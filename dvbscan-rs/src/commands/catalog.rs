//! Catalog browsing command handlers for regions, networks, muxes, plan, stats.

use colored::Colorize;
use log::{debug, error};
use serde::Serialize;

use dvbscan_catalog::{
    find_network, Catalog, CatalogError, DeliverySystem, Mux, Network, Region, ScanPlan,
    ScanRequest, SystemStats,
};

use crate::context::OutputFormat;

#[derive(Debug, Serialize)]
struct RegionRow<'a> {
    system: DeliverySystem,
    name: &'a str,
    code: Option<&'a str>,
    networks: usize,
    muxes: usize,
}

impl<'a> RegionRow<'a> {
    fn new(system: DeliverySystem, region: &'a Region) -> Self {
        Self {
            system,
            name: &region.name,
            code: region.code.as_deref(),
            networks: region.networks.len(),
            muxes: region.mux_count(),
        }
    }
}

#[derive(Debug, Serialize)]
struct NetworkRow<'a> {
    region: &'a str,
    name: &'a str,
    muxes: usize,
    duplicates: usize,
}

/// Regions command implementation.
pub fn cmd_regions(catalog: &Catalog, system: Option<DeliverySystem>, format: OutputFormat) -> i32 {
    let systems: Vec<DeliverySystem> = match system {
        Some(s) => vec![s],
        None => DeliverySystem::ALL.to_vec(),
    };

    let rows: Vec<RegionRow> = systems
        .iter()
        .flat_map(|&s| catalog.list_regions(s).iter().map(move |r| RegionRow::new(s, r)))
        .collect();

    match format {
        OutputFormat::Table => print_regions_table(&rows),
        OutputFormat::Json => return print_json(&rows),
        OutputFormat::Csv => print_regions_csv(&rows),
    }

    0
}

/// Networks command implementation.
pub fn cmd_networks(
    catalog: &Catalog,
    system: DeliverySystem,
    region: &str,
    format: OutputFormat,
) -> i32 {
    let region = match catalog.resolve_region(system, region) {
        Ok(r) => r,
        Err(e) => {
            report_lookup_error(catalog, system, &e);
            return 1;
        }
    };

    let rows: Vec<NetworkRow> = region
        .networks
        .iter()
        .map(|n| NetworkRow {
            region: &region.name,
            name: &n.name,
            muxes: n.muxes.len(),
            duplicates: n.duplicate_count(),
        })
        .collect();

    match format {
        OutputFormat::Table => print_networks_table(&rows),
        OutputFormat::Json => return print_json(&rows),
        OutputFormat::Csv => print_networks_csv(&rows),
    }

    0
}

/// Muxes command implementation.
pub fn cmd_muxes(
    catalog: &Catalog,
    system: DeliverySystem,
    region: &str,
    network: &str,
    format: OutputFormat,
) -> i32 {
    let network = match catalog
        .resolve_region(system, region)
        .and_then(|r| find_network(r, network))
    {
        Ok(n) => n,
        Err(e) => {
            report_lookup_error(catalog, system, &e);
            return 1;
        }
    };

    match format {
        OutputFormat::Table => print_muxes_table(network),
        OutputFormat::Json => return print_json(&network.muxes),
        OutputFormat::Csv => {
            println!("{}", MUX_CSV_HEADER);
            for mux in &network.muxes {
                println!("{}", mux_csv_row(mux));
            }
        }
    }

    0
}

/// Plan command implementation.
pub fn cmd_plan(catalog: &Catalog, request: &ScanRequest, format: OutputFormat) -> i32 {
    let plan = match ScanPlan::build(catalog, request) {
        Ok(p) => p,
        Err(e) => {
            report_lookup_error(catalog, request.system, &e);
            return 1;
        }
    };

    match format {
        OutputFormat::Table => print_plan_table(&plan),
        OutputFormat::Json => return print_json(&plan),
        OutputFormat::Csv => {
            println!("network,index,{}", MUX_CSV_HEADER);
            for attempt in &plan.attempts {
                println!(
                    "{},{},{}",
                    csv_field(&attempt.network),
                    attempt.index,
                    mux_csv_row(&attempt.mux)
                );
            }
        }
    }

    0
}

/// Stats command implementation.
pub fn cmd_stats(catalog: &Catalog, format: OutputFormat) -> i32 {
    let stats = catalog.stats();

    match format {
        OutputFormat::Table => print_stats_table(&stats),
        OutputFormat::Json => return print_json(&stats),
        OutputFormat::Csv => {
            println!("system,regions,networks,muxes,duplicates");
            for s in &stats {
                println!(
                    "{},{},{},{},{}",
                    s.system, s.regions, s.networks, s.muxes, s.duplicates
                );
            }
        }
    }

    0
}

/// Print a lookup failure with hints on stderr.
pub(crate) fn report_lookup_error(catalog: &Catalog, system: DeliverySystem, err: &CatalogError) {
    eprintln!("{} {}", "error:".red().bold(), err);

    match err {
        CatalogError::RegionNotFound { name, .. } => {
            let suggestions = catalog.suggest_regions(system, name);
            if suggestions.is_empty() {
                eprintln!(
                    "  run `dvbscan regions -s {}` to list the available regions",
                    system.standard_name().to_lowercase()
                );
            } else {
                let names: Vec<&str> = suggestions.iter().map(|r| r.name.as_str()).collect();
                eprintln!("  did you mean: {}", names.join(", ").yellow());
            }
        }
        CatalogError::NetworkNotFound { region, .. } => {
            if let Ok(r) = catalog.find_region(system, region) {
                let names: Vec<&str> = r.networks.iter().map(|n| n.name.as_str()).collect();
                eprintln!("  networks in {}: {}", region, names.join(", ").yellow());
            }
        }
        CatalogError::Invalid(_) => {}
    }
}

fn print_json<T: Serialize + ?Sized>(value: &T) -> i32 {
    match serde_json::to_string_pretty(value) {
        Ok(json) => {
            println!("{}", json);
            0
        }
        Err(e) => {
            error!("Failed to serialize output: {}", e);
            1
        }
    }
}

fn print_regions_table(rows: &[RegionRow]) {
    if rows.is_empty() {
        println!("No regions found.");
        return;
    }

    println!(
        "{}",
        format!(
            "{:<6} {:<24} {:<5} {:>8} {:>6}",
            "System", "Region", "Code", "Networks", "Muxes"
        )
        .bold()
    );
    println!("{}", "-".repeat(53));

    for row in rows {
        println!(
            "{:<6} {:<24} {:<5} {:>8} {:>6}",
            row.system.to_string(),
            row.name,
            row.code.unwrap_or("-"),
            row.networks,
            row.muxes
        );
    }

    println!("\nTotal: {} regions", rows.len());
}

fn print_regions_csv(rows: &[RegionRow]) {
    println!("system,region,code,networks,muxes");
    for row in rows {
        println!(
            "{},{},{},{},{}",
            row.system,
            csv_field(row.name),
            row.code.unwrap_or(""),
            row.networks,
            row.muxes
        );
    }
}

fn print_networks_table(rows: &[NetworkRow]) {
    if rows.is_empty() {
        println!("No networks found.");
        return;
    }

    println!(
        "{}",
        format!("{:<24} {:>6} {:>10}", "Network", "Muxes", "Duplicates").bold()
    );
    println!("{}", "-".repeat(42));

    for row in rows {
        println!("{:<24} {:>6} {:>10}", row.name, row.muxes, row.duplicates);
    }

    println!("\nTotal: {} networks in {}", rows.len(), rows[0].region);
}

fn print_networks_csv(rows: &[NetworkRow]) {
    println!("region,network,muxes,duplicates");
    for row in rows {
        println!(
            "{},{},{},{}",
            csv_field(row.region),
            csv_field(row.name),
            row.muxes,
            row.duplicates
        );
    }
}

fn print_muxes_table(network: &Network) {
    if network.muxes.is_empty() {
        println!("No muxes found.");
        return;
    }

    println!("{}", format!("{:>3}  {}", "#", "Parameters").bold());
    println!("{}", "-".repeat(60));

    for (i, mux) in network.muxes.iter().enumerate() {
        println!("{:>3}  {}", i, mux);
    }

    let duplicates = network.duplicate_count();
    if duplicates > 0 {
        println!(
            "\nTotal: {} muxes ({} repeated)",
            network.muxes.len(),
            duplicates.to_string().yellow()
        );
    } else {
        println!("\nTotal: {} muxes", network.muxes.len());
    }
}

fn print_plan_table(plan: &ScanPlan) {
    println!("Scan Plan:");
    println!("  Delivery System: {}", plan.system);
    println!("  Region: {}", plan.region);
    println!("  Attempts: {}", plan.len());
    if plan.skipped > 0 {
        println!("  Skipped duplicates: {}", plan.skipped);
    }
    println!();

    if plan.is_empty() {
        println!("No muxes found.");
        return;
    }

    println!(
        "{}",
        format!("{:>4} {:<24} {:>3}  {}", "Step", "Network", "#", "Parameters").bold()
    );
    println!("{}", "-".repeat(70));

    for (step, attempt) in plan.attempts.iter().enumerate() {
        println!(
            "{:>4} {:<24} {:>3}  {}",
            step + 1,
            attempt.network,
            attempt.index,
            attempt.mux
        );
    }
    debug!("Printed {} attempts", plan.len());
}

fn print_stats_table(stats: &[SystemStats]) {
    println!(
        "{}",
        format!(
            "{:<6} {:>8} {:>9} {:>6} {:>11}",
            "System", "Regions", "Networks", "Muxes", "Duplicates"
        )
        .bold()
    );
    println!("{}", "-".repeat(44));

    for s in stats {
        println!(
            "{:<6} {:>8} {:>9} {:>6} {:>11}",
            s.system.to_string(),
            s.regions,
            s.networks,
            s.muxes,
            s.duplicates
        );
    }
}

/// Frequencies are written as listed: kHz for DVB-S, Hz for DVB-T and DVB-C.
const MUX_CSV_HEADER: &str = "system,frequency,symbol_rate,bandwidth,polarisation,fec,fec_lp,\
modulation,transmission_mode,guard_interval,hierarchy";

fn mux_csv_row(mux: &Mux) -> String {
    fn opt<T: ToString>(value: Option<T>) -> String {
        value.map(|v| v.to_string()).unwrap_or_default()
    }

    let (fec_lp, transmission_mode, guard_interval, hierarchy) = match mux {
        Mux::Terrestrial(m) => (
            m.code_rate_lp.to_string(),
            m.transmission_mode.to_string(),
            m.guard_interval.to_string(),
            m.hierarchy.to_string(),
        ),
        _ => Default::default(),
    };

    format!(
        "{},{},{},{},{},{},{},{},{},{},{}",
        mux.delivery_system(),
        mux.frequency(),
        opt(mux.symbol_rate()),
        opt(mux.bandwidth()),
        opt(mux.polarisation()),
        mux.fec(),
        fec_lp,
        opt(mux.modulation()),
        transmission_mode,
        guard_interval,
        hierarchy
    )
}

/// Quote a CSV field when it contains a separator or quote.
fn csv_field(value: &str) -> String {
    if value.contains(|c| matches!(c, ',' | '"' | '\n')) {
        format!("\"{}\"", value.replace('"', "\"\""))
    } else {
        value.to_string()
    }
}

#[cfg(test)]
mod tests {
    use super::*;
    use dvbscan_catalog::{CatalogBuilder, DuplicatePolicy};

    #[test]
    fn test_mux_csv_row() {
        let region = Catalog::builtin()
            .find_region(DeliverySystem::Satellite, "Geosynchronous Orbit")
            .unwrap();
        let astra = find_network(region, "Astra-19.2E").unwrap();
        assert_eq!(
            mux_csv_row(&astra.muxes[0]),
            "DVB-S,12551500,22000000,,V,5/6,,,,,"
        );

        let region = Catalog::builtin()
            .find_region(DeliverySystem::Terrestrial, "United Kingdom")
            .unwrap();
        let dover = find_network(region, "Dover").unwrap();
        assert_eq!(
            mux_csv_row(&dover.muxes[0]),
            "DVB-T,850000000,,8MHz,,3/4,NONE,QAM16,2k,1/32,NONE"
        );

        let columns = MUX_CSV_HEADER.split(',').count();
        assert_eq!(mux_csv_row(&astra.muxes[0]).split(',').count(), columns);
        assert_eq!(mux_csv_row(&dover.muxes[0]).split(',').count(), columns);
    }

    #[test]
    fn test_plan_over_empty_networks_succeeds() {
        let catalog = CatalogBuilder::new()
            .region(
                DeliverySystem::Cable,
                Region::new("Quiet", None, vec![Network::new("Idle", Vec::new())]),
            )
            .build();

        for format in [OutputFormat::Table, OutputFormat::Json, OutputFormat::Csv] {
            let request = ScanRequest::new(DeliverySystem::Cable, "Quiet");
            assert_eq!(cmd_plan(&catalog, &request, format), 0);
            assert_eq!(cmd_muxes(&catalog, DeliverySystem::Cable, "Quiet", "Idle", format), 0);
        }
    }

    #[test]
    fn test_csv_field_quoting() {
        assert_eq!(csv_field("Dover"), "Dover");
        assert_eq!(csv_field("a,b"), "\"a,b\"");
        assert_eq!(csv_field("say \"hi\""), "\"say \"\"hi\"\"\"");
    }

    #[test]
    fn test_lookup_exit_codes() {
        let catalog = Catalog::builtin();
        assert_eq!(
            cmd_muxes(
                catalog,
                DeliverySystem::Terrestrial,
                "Sweden",
                "Dover",
                OutputFormat::Table
            ),
            1
        );
        assert_eq!(
            cmd_networks(catalog, DeliverySystem::Cable, "Atlantis", OutputFormat::Csv),
            1
        );
        assert_eq!(
            cmd_muxes(
                catalog,
                DeliverySystem::Terrestrial,
                "uk",
                "Dover",
                OutputFormat::Json
            ),
            0
        );
    }

    #[test]
    fn test_listing_commands_succeed() {
        let catalog = Catalog::builtin();
        for format in [OutputFormat::Table, OutputFormat::Json, OutputFormat::Csv] {
            assert_eq!(cmd_regions(catalog, None, format), 0);
            assert_eq!(cmd_stats(catalog, format), 0);

            let request = ScanRequest::new(DeliverySystem::Cable, "Finland")
                .with_duplicates(DuplicatePolicy::SkipRepeated);
            assert_eq!(cmd_plan(catalog, &request, format), 0);
        }
    }
}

━━━━

Work task —
Filter the listing above so that only lines holding the word "Option" remain, and report those lines.

Task answer —
    code: Option<&'a str>,
pub fn cmd_regions(catalog: &Catalog, system: Option<DeliverySystem>, format: OutputFormat) -> i32 {
    fn opt<T: ToString>(value: Option<T>) -> String {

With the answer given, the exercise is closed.